* **Problem to solve**
Return exactly the span of lines in the following data that opens with the line containing "cancellation token; only" and closes with the line containing "let cancel = CancellationToken::new();". Include nothing else.

* **Collected data**
// ── Dashboard view-model ──
//
// Owns the backend handle and the reactive store, and runs every
// operation that changes them: refresh, scan, remove and clear-all.
// Refreshes are tagged with a generation and a cancellation token; only
// the newest generation may write the view.

use std::sync::{Arc, MutexGuard, PoisonError};
use std::time::Duration;

use secrecy::SecretString;
use tokio::sync::{Mutex, watch};
use tokio::task::JoinHandle;
use tokio_util::sync::CancellationToken;
use tracing::{debug, info, warn};

use dropradar_api::DropRadarClient;

use crate::backend::Backend;
use crate::config::DashboardConfig;
use crate::error::{CoreError, Operation};
use crate::model::{Domain, DomainId, ScanOptions, ScanResult, Stats, StatsSource};
use crate::store::{DashboardStore, DashboardView, RequestState, Slot};

/// How a finished `refresh()` call ended.
#[derive(Debug, Clone, Copy, PartialEq, Eq)]
pub enum RefreshOutcome {
    /// The response replaced domains and stats.
    Applied,
    /// A newer refresh or a confirmed mutation made this response stale;
    /// it was dropped without touching the view.
    Superseded,
}

// ── Dashboard ────────────────────────────────────────────────────

/// The view-model consumers drive.
///
/// Cheaply cloneable via `Arc<DashboardInner>`. Built with
/// [`new`](Self::new) or [`with_backend`](Self::with_backend), optionally
/// [`start`](Self::start)ed for periodic refresh, and torn down with
/// [`dispose`](Self::dispose).
#[derive(Clone)]
pub struct Dashboard {
    inner: Arc<DashboardInner>,
}

struct DashboardInner {
    config: DashboardConfig,
    backend: Arc<dyn Backend>,
    store: DashboardStore,
    /// Lifecycle token. Cancelled by `dispose()`.
    cancel: CancellationToken,
    /// Token of the refresh currently allowed to finish.
    inflight: std::sync::Mutex<CancellationToken>,
    task_handles: Mutex<Vec<JoinHandle<()>>>,
}

impl Dashboard {
    /// Build a dashboard talking to `config.api_url` over HTTP.
    pub fn new(config: DashboardConfig) -> Result<Self, CoreError> {
        let client = DropRadarClient::new(config.api_url.clone(), &config.transport()).map_err(
            |e| CoreError::Config {
                message: e.to_string(),
            },
        )?;
        Ok(Self::with_backend(config, Arc::new(client)))
    }

    /// Build a dashboard over any [`Backend`].
    pub fn with_backend(config: DashboardConfig, backend: Arc<dyn Backend>) -> Self {
        let cancel = CancellationToken::new();
        let inflight = cancel.child_token();

        Self {
            inner: Arc::new(DashboardInner {
                config,
                backend,
                store: DashboardStore::new(),
                cancel,
                inflight: std::sync::Mutex::new(inflight),
                task_handles: Mutex::new(Vec::new()),
            }),
        }
    }

    pub fn config(&self) -> &DashboardConfig {
        &self.inner.config
    }

    // ── Lifecycle ────────────────────────────────────────────────

    /// Load the first snapshot and spawn the periodic refresh task when
    /// `refresh_interval_secs > 0`. The task keeps running even if the
    /// first load fails. Calling `start` again only refreshes.
    pub async fn start(&self) -> Result<RefreshOutcome, CoreError> {
        self.ensure_live()?;
        let interval_secs = self.inner.config.refresh_interval_secs;
        if interval_secs > 0 {
            let mut handles = self.inner.task_handles.lock().await;
            if handles.is_empty() {
                handles.push(tokio::spawn(refresh_task(
                    self.clone(),
                    interval_secs,
                    self.inner.cancel.clone(),
                )));
            } else {
                debug!("periodic refresh already running");
            }
        }
        self.refresh().await
    }

    /// Cancel in-flight work and background tasks, then wait for them.
    /// Every later operation fails with [`CoreError::Disposed`].
    pub async fn dispose(&self) {
        self.inner.cancel.cancel();

        let mut handles = self.inner.task_handles.lock().await;
        for handle in handles.drain(..) {
            let _ = handle.await;
        }
        self.inner.store.settle_pending(Slot::Load);
        debug!("dashboard disposed");
    }

    pub fn is_disposed(&self) -> bool {
        self.inner.cancel.is_cancelled()
    }

    /// Run `f` against a dashboard that lives only for the call.
    ///
    /// Background refresh is disabled; the first snapshot is not loaded,
    /// so `f` decides which operations to run.
    pub async fn oneshot<F, Fut, T>(config: DashboardConfig, f: F) -> Result<T, CoreError>
    where
        F: FnOnce(Dashboard) -> Fut,
        Fut: std::future::Future<Output = Result<T, CoreError>>,
    {
        let mut cfg = config;
        cfg.refresh_interval_secs = 0;

        let dashboard = Dashboard::new(cfg)?;
        let result = f(dashboard.clone()).await;
        dashboard.dispose().await;
        result
    }

    fn ensure_live(&self) -> Result<(), CoreError> {
        if self.is_disposed() {
            Err(CoreError::Disposed)
        } else {
            Ok(())
        }
    }

    // ── State observation ────────────────────────────────────────

    /// Current snapshot of domains and stats.
    pub fn view(&self) -> DashboardView {
        self.inner.store.view()
    }

    pub fn domains(&self) -> Arc<Vec<Domain>> {
        self.inner.store.view().domains
    }

    pub fn stats(&self) -> Stats {
        self.inner.store.view().stats
    }

    pub fn request_state(&self, slot: Slot) -> RequestState {
        self.inner.store.state(slot)
    }

    pub fn subscribe_view(&self) -> watch::Receiver<DashboardView> {
        self.inner.store.subscribe_view()
    }

    pub fn subscribe_state(&self, slot: Slot) -> watch::Receiver<RequestState> {
        self.inner.store.subscribe_state(slot)
    }

    // ── Refresh ──────────────────────────────────────────────────

    /// Fetch a fresh snapshot and apply it if no newer refresh or
    /// confirmed mutation has started in the meantime.
    ///
    /// On failure the previous domains and stats stay in place and the
    /// load slot records the reason.
    pub async fn refresh(&self) -> Result<RefreshOutcome, CoreError> {
        self.ensure_live()?;
        let store = &self.inner.store;

        let (generation, token) = {
            let mut inflight = self.lock_inflight();
            inflight.cancel();
            let token = self.inner.cancel.child_token();
            *inflight = token.clone();
            let generation = store.next_generation();
            store.set_state(Slot::Load, RequestState::Pending);
            (generation, token)
        };
        debug!(generation, "refresh started");

        let fetched = tokio::select! {
            biased;
            () = token.cancelled() => {
                if self.is_disposed() {
                    return Err(CoreError::Disposed);
                }
                debug!(generation, "refresh cancelled by a newer operation");
                return Ok(RefreshOutcome::Superseded);
            }
            result = self.fetch_snapshot() => result,
        };

        self.finish_refresh(generation, fetched)
    }

    /// Write a fetched snapshot (or its failure) if `generation` is still
    /// current. Generations only advance under the `inflight` lock, so
    /// holding it keeps the check and both writes together.
    fn finish_refresh(
        &self,
        generation: u64,
        fetched: Result<(Vec<Domain>, Stats), CoreError>,
    ) -> Result<RefreshOutcome, CoreError> {
        let store = &self.inner.store;
        let _inflight = self.lock_inflight();

        match fetched {
            Ok((domains, stats)) => {
                let count = domains.len();
                if store.apply_snapshot(generation, domains, stats) {
                    store.set_state(Slot::Load, RequestState::Success);
                    info!(generation, domains = count, "refresh applied");
                    Ok(RefreshOutcome::Applied)
                } else {
                    debug!(generation, "discarding stale refresh response");
                    Ok(RefreshOutcome::Superseded)
                }
            }
            Err(e) if !store.is_current(generation) => {
                debug!(generation, error = %e, "ignoring failure of stale refresh");
                Ok(RefreshOutcome::Superseded)
            }
            Err(e) => {
                store.set_state(Slot::Load, RequestState::failed(&e));
                Err(e)
            }
        }
    }

    fn lock_inflight(&self) -> MutexGuard<'_, CancellationToken> {
        self.inner
            .inflight
            .lock()
            .unwrap_or_else(PoisonError::into_inner)
    }

    /// List (and server stats) for one refresh. Server stats are fetched
    /// concurrently; the first failure aborts both.
    async fn fetch_snapshot(&self) -> Result<(Vec<Domain>, Stats), CoreError> {
        let backend = &self.inner.backend;
        let config = &self.inner.config;

        let list = async {
            backend
                .list_domains(&config.query)
                .await
                .map_err(|e| CoreError::from_api(Operation::List, e))
        };

        match config.stats_source {
            StatsSource::Server => {
                let stats = async {
                    backend
                        .stats()
                        .await
                        .map_err(|e| CoreError::from_api(Operation::Stats, e))
                };
                tokio::try_join!(list, stats)
            }
            StatsSource::Local => {
                let domains = list.await?;
                let stats = Stats::from_domains(&domains, config.low_spam_threshold);
                Ok((domains, stats))
            }
        }
    }

    /// Cancel the in-flight refresh and retire its generation so a
    /// response fetched before a confirmed mutation can't resurrect rows.
    fn invalidate_refreshes(&self) {
        let mut inflight = self.lock_inflight();
        inflight.cancel();
        *inflight = self.inner.cancel.child_token();
        self.inner.store.next_generation();
        self.inner.store.settle_pending(Slot::Load);
    }

    // ── Scan ─────────────────────────────────────────────────────

    /// Trigger a backend scan, then refresh.
    ///
    /// Only one scan runs at a time: a second call while the first is
    /// pending fails with [`CoreError::ScanInProgress`] without touching
    /// the network. A failed scan does not refresh.
    pub async fn scan(&self, options: &ScanOptions) -> Result<ScanResult, CoreError> {
        self.ensure_live()?;
        let store = &self.inner.store;
        if !store.try_begin(Slot::Scan) {
            return Err(CoreError::ScanInProgress);
        }
        debug!(mode = ?options.mode, "scan started");

        let result = tokio::select! {
            biased;
            () = self.inner.cancel.cancelled() => Err(CoreError::Disposed),
            result = self.inner.backend.start_scan(options) => {
                result.map_err(|e| CoreError::from_api(Operation::Scan, e))
            }
        };

        match result {
            Ok(scan) => {
                info!(found = scan.domains_found, status = %scan.status, "scan finished");
                store.set_state(Slot::Scan, RequestState::Success);
                if let Err(e) = self.refresh().await {
                    warn!(error = %e, "refresh after scan failed");
                }
                Ok(scan)
            }
            Err(e) => {
                store.set_state(Slot::Scan, RequestState::failed(&e));
                Err(e)
            }
        }
    }

    // ── Mutations ────────────────────────────────────────────────

    /// Delete one domain. The row only leaves the view after the backend
    /// confirms; an unknown id fails with [`CoreError::NotFound`].
    pub async fn remove(&self, id: DomainId) -> Result<String, CoreError> {
        self.ensure_live()?;
        let store = &self.inner.store;
        store.set_state(Slot::Mutate, RequestState::Pending);

        let result = tokio::select! {
            biased;
            () = self.inner.cancel.cancelled() => Err(CoreError::Disposed),
            result = self.inner.backend.delete_domain(id) => result.map_err(|e| {
                if e.is_not_found() {
                    CoreError::NotFound { id: id.to_string() }
                } else {
                    CoreError::from_api(Operation::Delete, e)
                }
            }),
        };

        let message = match result {
            Ok(message) => message,
            Err(e) => {
                store.set_state(Slot::Mutate, RequestState::failed(&e));
                return Err(e);
            }
        };
        store.set_state(Slot::Mutate, RequestState::Success);
        info!(%id, "domain deleted");

        match self.inner.config.stats_source {
            StatsSource::Local => {
                self.invalidate_refreshes();
                store.remove_domain(id, Some(self.inner.config.low_spam_threshold));
            }
            StatsSource::Server => match self.refresh().await {
                Ok(RefreshOutcome::Applied) => {}
                outcome => {
                    if let Err(e) = outcome {
                        warn!(error = %e, "refresh after delete failed; dropping row locally");
                    }
                    store.remove_domain(id, None);
                }
            },
        }
        Ok(message)
    }

    /// Delete every domain on the backend, then empty the view.
    pub async fn clear_all(&self) -> Result<String, CoreError> {
        self.ensure_live()?;
        let store = &self.inner.store;
        store.set_state(Slot::Mutate, RequestState::Pending);

        let result = tokio::select! {
            biased;
            () = self.inner.cancel.cancelled() => Err(CoreError::Disposed),
            result = self.inner.backend.clear_domains() => {
                result.map_err(|e| CoreError::from_api(Operation::ClearAll, e))
            }
        };

        match result {
            Ok(message) => {
                self.invalidate_refreshes();
                store.clear();
                store.set_state(Slot::Mutate, RequestState::Success);
                info!("all domains cleared");
                Ok(message)
            }
            Err(e) => {
                store.set_state(Slot::Mutate, RequestState::failed(&e));
                Err(e)
            }
        }
    }

    /// Ask the backend to push a test notification to `bark_key`.
    pub async fn test_notification(&self, bark_key: &SecretString) -> Result<String, CoreError> {
        self.ensure_live()?;
        self.inner
            .backend
            .test_notification(bark_key)
            .await
            .map_err(|e| CoreError::from_api(Operation::Notify, e))
    }
}

// ── Background tasks ─────────────────────────────────────────────

async fn refresh_task(dashboard: Dashboard, interval_secs: u64, cancel: CancellationToken) {
    let mut interval = tokio::time::interval(Duration::from_secs(interval_secs));
    interval.tick().await;

    loop {
        tokio::select! {
            biased;
            () = cancel.cancelled() => break,
            _ = interval.tick() => {
                match dashboard.refresh().await {
                    Ok(_) | Err(CoreError::Disposed) => {}
                    Err(e) => warn!(error = %e, "periodic refresh failed"),
                }
            }
        }
    }
}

* **Output for this task**
// Refreshes are tagged with a generation and a cancellation token; only
// the newest generation may write the view.

use std::sync::{Arc, MutexGuard, PoisonError};
use std::time::Duration;

use secrecy::SecretString;
use tokio::sync::{Mutex, watch};
use tokio::task::JoinHandle;
use tokio_util::sync::CancellationToken;
use tracing::{debug, info, warn};

use dropradar_api::DropRadarClient;

use crate::backend::Backend;
use crate::config::DashboardConfig;
use crate::error::{CoreError, Operation};
use crate::model::{Domain, DomainId, ScanOptions, ScanResult, Stats, StatsSource};
use crate::store::{DashboardStore, DashboardView, RequestState, Slot};

/// How a finished `refresh()` call ended.
#[derive(Debug, Clone, Copy, PartialEq, Eq)]
pub enum RefreshOutcome {
    /// The response replaced domains and stats.
    Applied,
    /// A newer refresh or a confirmed mutation made this response stale;
    /// it was dropped without touching the view.
    Superseded,
}

// ── Dashboard ────────────────────────────────────────────────────

/// The view-model consumers drive.
///
/// Cheaply cloneable via `Arc<DashboardInner>`. Built with
/// [`new`](Self::new) or [`with_backend`](Self::with_backend), optionally
/// [`start`](Self::start)ed for periodic refresh, and torn down with
/// [`dispose`](Self::dispose).
#[derive(Clone)]
pub struct Dashboard {
    inner: Arc<DashboardInner>,
}

struct DashboardInner {
    config: DashboardConfig,
    backend: Arc<dyn Backend>,
    store: DashboardStore,
    /// Lifecycle token. Cancelled by `dispose()`.
    cancel: CancellationToken,
    /// Token of the refresh currently allowed to finish.
    inflight: std::sync::Mutex<CancellationToken>,
    task_handles: Mutex<Vec<JoinHandle<()>>>,
}

impl Dashboard {
    /// Build a dashboard talking to `config.api_url` over HTTP.
    pub fn new(config: DashboardConfig) -> Result<Self, CoreError> {
        let client = DropRadarClient::new(config.api_url.clone(), &config.transport()).map_err(
            |e| CoreError::Config {
                message: e.to_string(),
            },
        )?;
        Ok(Self::with_backend(config, Arc::new(client)))
    }

    /// Build a dashboard over any [`Backend`].
    pub fn with_backend(config: DashboardConfig, backend: Arc<dyn Backend>) -> Self {
        let cancel = CancellationToken::new();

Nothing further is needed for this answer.